• **INSTRUCTIONS FOR THE TASK**: Quote the listing below in its entirety.

• **DATA FOR PROCESSING**:

======

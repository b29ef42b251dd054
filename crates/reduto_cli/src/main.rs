//! Reduto CLI entry point.
//!
//! # Responsibility
//! - Wire logging, storage and the directory client into the controller.
//! - Translate commands into controller operations with confirmation
//!   gates for destructive actions.

mod cli;

use clap::Parser;
use cli::{AddArgs, Cli, Command};
use log::warn;
use reduto_core::db::open_db;
use reduto_core::{
    init_logging, render_table, AddressLookup, KeyValueStore, MaskField, Notifier, RecordDraft,
    RegistrationService, SqliteKeyValueStore, SubmitOutcome, TerminalNotifier, ViaCepClient,
};
use std::io::{self, BufRead, Write};
use std::path::Path;
use uuid::Uuid;

fn main() {
    let cli = Cli::parse();
    std::process::exit(run(cli));
}

fn run(cli: Cli) -> i32 {
    if let Some(log_dir) = &cli.log_dir {
        let absolute = absolutize(log_dir);
        if let Err(err) = init_logging(&cli.log_level, &absolute) {
            eprintln!("erro ao iniciar logging: {err}");
            return 1;
        }
    }

    let lookup = match ViaCepClient::new() {
        Ok(client) => client,
        Err(err) => {
            eprintln!("erro ao preparar consulta de CEP: {err}");
            return 1;
        }
    };

    // Standalone lookup needs no storage; resolve before opening the db.
    if let Command::Lookup { code } = &cli.command {
        return run_lookup(&lookup, code);
    }

    let conn = match open_db(&cli.db) {
        Ok(conn) => conn,
        Err(err) => {
            eprintln!("erro ao abrir banco de dados: {err}");
            return 1;
        }
    };

    let kv = SqliteKeyValueStore::new(&conn);
    let mut service = RegistrationService::new(kv, lookup, TerminalNotifier);

    match cli.command {
        Command::Add(args) => run_add(&mut service, args),
        Command::List { search } => {
            print!("{}", render_table(&service.browse(&search)));
            0
        }
        Command::Delete { id, yes } => run_delete(&mut service, &id, yes),
        Command::Clear { yes } => {
            if !yes
                && !confirm(
                    "Tem certeza que deseja apagar TODOS os cadastros salvos localmente? \
                     Essa ação não pode ser desfeita.",
                )
            {
                return 0;
            }
            match service.clear_all() {
                Ok(()) => 0,
                Err(err) => {
                    eprintln!("erro ao limpar cadastros: {err}");
                    1
                }
            }
        }
        Command::Export { dir } => match service.export_to(&dir) {
            Ok(Some(path)) => {
                println!("{}", path.display());
                0
            }
            Ok(None) => 0,
            Err(err) => {
                eprintln!("erro ao exportar cadastros: {err}");
                1
            }
        },
        Command::Lookup { .. } => unreachable!("handled before storage setup"),
    }
}

fn run_add<S, L, N>(service: &mut RegistrationService<S, L, N>, args: AddArgs) -> i32
where
    S: KeyValueStore,
    L: AddressLookup,
    N: Notifier,
{
    // First pass at startup; the second models the deferred re-check for
    // an externally installed formatter.
    service.ensure_masks(args.raw_input);
    service.ensure_masks(args.raw_input);

    let mut draft = RecordDraft {
        tax_id: service.format_field(MaskField::TaxId, &args.tax_id),
        phone: service.format_field(MaskField::Phone, &args.phone),
        postal_code: service.format_field(MaskField::PostalCode, &args.postal_code),
        name: args.name,
        email: args.email,
        birth_date: args.birth_date,
        street: args.street,
        city: args.city,
        state: args.state,
        message: args.message,
    };

    let wants_autofill = !args.no_lookup
        && !draft.postal_code.is_empty()
        && (draft.street.is_empty() || draft.city.is_empty() || draft.state.is_empty());
    if wants_autofill {
        service.autofill_address(&mut draft);
    }

    match service.submit(&mut draft) {
        Ok(SubmitOutcome::Saved { id, total }) => {
            println!("Registro salvo: {id} (total: {total})");
            0
        }
        Ok(SubmitOutcome::Rejected(_)) => 1,
        Err(err) => {
            eprintln!("erro ao salvar cadastro: {err}");
            1
        }
    }
}

fn run_delete<S, L, N>(service: &mut RegistrationService<S, L, N>, id: &str, yes: bool) -> i32
where
    S: KeyValueStore,
    L: AddressLookup,
    N: Notifier,
{
    let id = match Uuid::parse_str(id) {
        Ok(id) => id,
        Err(_) => {
            eprintln!("id inválido: {id}");
            return 1;
        }
    };

    if !yes && !confirm("Excluir este cadastro?") {
        return 0;
    }

    match service.delete_record(id) {
        Ok(true) => 0,
        Ok(false) => {
            eprintln!("Registro não encontrado.");
            1
        }
        Err(err) => {
            eprintln!("erro ao excluir cadastro: {err}");
            1
        }
    }
}

fn run_lookup(lookup: &impl AddressLookup, code: &str) -> i32 {
    match lookup.by_postal_code(code) {
        Ok(Some(address)) => {
            println!(
                "{} - {} - {}/{}",
                address.street, address.neighborhood, address.city, address.state
            );
            0
        }
        Ok(None) => {
            println!("CEP não encontrado ou inválido.");
            0
        }
        Err(err) => {
            warn!("event=postal_lookup module=cli status=error error={err}");
            println!("CEP não encontrado ou inválido.");
            0
        }
    }
}

fn confirm(prompt: &str) -> bool {
    eprint!("{prompt} [s/N] ");
    let _ = io::stderr().flush();
    let mut answer = String::new();
    if io::stdin().lock().read_line(&mut answer).is_err() {
        return false;
    }
    matches!(
        answer.trim().to_lowercase().as_str(),
        "s" | "sim" | "y" | "yes"
    )
}

fn absolutize(path: &Path) -> String {
    let absolute = if path.is_absolute() {
        path.to_path_buf()
    } else {
        std::env::current_dir()
            .map(|cwd| cwd.join(path))
            .unwrap_or_else(|_| path.to_path_buf())
    };
    absolute.to_string_lossy().into_owned()
}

======

• **RESPONSE BELOW**:
repository b29ef42b251dd054
filename crates/reduto_cli/src/main.rs
//! Reduto CLI entry point.
//!
//! # Responsibility
//! - Wire logging, storage and the directory client into the controller.
//! - Translate commands into controller operations with confirmation
//!   gates for destructive actions.

mod cli;

use clap::Parser;
use cli::{AddArgs, Cli, Command};
use log::warn;
use reduto_core::db::open_db;
use reduto_core::{
    init_logging, render_table, AddressLookup, KeyValueStore, MaskField, Notifier, RecordDraft,
    RegistrationService, SqliteKeyValueStore, SubmitOutcome, TerminalNotifier, ViaCepClient,
};
use std::io::{self, BufRead, Write};
use std::path::Path;
use uuid::Uuid;

fn main() {
    let cli = Cli::parse();
    std::process::exit(run(cli));
}

fn run(cli: Cli) -> i32 {
    if let Some(log_dir) = &cli.log_dir {
        let absolute = absolutize(log_dir);
        if let Err(err) = init_logging(&cli.log_level, &absolute) {
            eprintln!("erro ao iniciar logging: {err}");
            return 1;
        }
    }

    let lookup = match ViaCepClient::new() {
        Ok(client) => client,
        Err(err) => {
            eprintln!("erro ao preparar consulta de CEP: {err}");
            return 1;
        }
    };

    // Standalone lookup needs no storage; resolve before opening the db.
    if let Command::Lookup { code } = &cli.command {
        return run_lookup(&lookup, code);
    }

    let conn = match open_db(&cli.db) {
        Ok(conn) => conn,
        Err(err) => {
            eprintln!("erro ao abrir banco de dados: {err}");
            return 1;
        }
    };

    let kv = SqliteKeyValueStore::new(&conn);
    let mut service = RegistrationService::new(kv, lookup, TerminalNotifier);

    match cli.command {
        Command::Add(args) => run_add(&mut service, args),
        Command::List { search } => {
            print!("{}", render_table(&service.browse(&search)));
            0
        }
        Command::Delete { id, yes } => run_delete(&mut service, &id, yes),
        Command::Clear { yes } => {
            if !yes
                && !confirm(
                    "Tem certeza que deseja apagar TODOS os cadastros salvos localmente? \
                     Essa ação não pode ser desfeita.",
                )
            {
                return 0;
            }
            match service.clear_all() {
                Ok(()) => 0,
                Err(err) => {
                    eprintln!("erro ao limpar cadastros: {err}");
                    1
                }
            }
        }
        Command::Export { dir } => match service.export_to(&dir) {
            Ok(Some(path)) => {
                println!("{}", path.display());
                0
            }
            Ok(None) => 0,
            Err(err) => {
                eprintln!("erro ao exportar cadastros: {err}");
                1
            }
        },
        Command::Lookup { .. } => unreachable!("handled before storage setup"),
    }
}

fn run_add<S, L, N>(service: &mut RegistrationService<S, L, N>, args: AddArgs) -> i32
where
    S: KeyValueStore,
    L: AddressLookup,
    N: Notifier,
{
    // First pass at startup; the second models the deferred re-check for
    // an externally installed formatter.
    service.ensure_masks(args.raw_input);
    service.ensure_masks(args.raw_input);

    let mut draft = RecordDraft {
        tax_id: service.format_field(MaskField::TaxId, &args.tax_id),
        phone: service.format_field(MaskField::Phone, &args.phone),
        postal_code: service.format_field(MaskField::PostalCode, &args.postal_code),
        name: args.name,
        email: args.email,
        birth_date: args.birth_date,
        street: args.street,
        city: args.city,
        state: args.state,
        message: args.message,
    };

    let wants_autofill = !args.no_lookup
        && !draft.postal_code.is_empty()
        && (draft.street.is_empty() || draft.city.is_empty() || draft.state.is_empty());
    if wants_autofill {
        service.autofill_address(&mut draft);
    }

    match service.submit(&mut draft) {
        Ok(SubmitOutcome::Saved { id, total }) => {
            println!("Registro salvo: {id} (total: {total})");
            0
        }
        Ok(SubmitOutcome::Rejected(_)) => 1,
        Err(err) => {
            eprintln!("erro ao salvar cadastro: {err}");
            1
        }
    }
}

fn run_delete<S, L, N>(service: &mut RegistrationService<S, L, N>, id: &str, yes: bool) -> i32
where
    S: KeyValueStore,
    L: AddressLookup,
    N: Notifier,
{
    let id = match Uuid::parse_str(id) {
        Ok(id) => id,
        Err(_) => {
            eprintln!("id inválido: {id}");
            return 1;
        }
    };

    if !yes && !confirm("Excluir este cadastro?") {
        return 0;
    }

    match service.delete_record(id) {
        Ok(true) => 0,
        Ok(false) => {
            eprintln!("Registro não encontrado.");
            1
        }
        Err(err) => {
            eprintln!("erro ao excluir cadastro: {err}");
            1
        }
    }
}

fn run_lookup(lookup: &impl AddressLookup, code: &str) -> i32 {
    match lookup.by_postal_code(code) {
        Ok(Some(address)) => {
            println!(
                "{} - {} - {}/{}",
                address.street, address.neighborhood, address.city, address.state
            );
            0
        }
        Ok(None) => {
            println!("CEP não encontrado ou inválido.");
            0
        }
        Err(err) => {
            warn!("event=postal_lookup module=cli status=error error={err}");
            println!("CEP não encontrado ou inválido.");
            0
        }
    }
}

fn confirm(prompt: &str) -> bool {
    eprint!("{prompt} [s/N] ");
    let _ = io::stderr().flush();
    let mut answer = String::new();
    if io::stdin().lock().read_line(&mut answer).is_err() {
        return false;
    }
    matches!(
        answer.trim().to_lowercase().as_str(),
        "s" | "sim" | "y" | "yes"
    )
}

fn absolutize(path: &Path) -> String {
    let absolute = if path.is_absolute() {
        path.to_path_buf()
    } else {
        std::env::current_dir()
            .map(|cwd| cwd.join(path))
            .unwrap_or_else(|_| path.to_path_buf())
    };
    absolute.to_string_lossy().into_owned()
}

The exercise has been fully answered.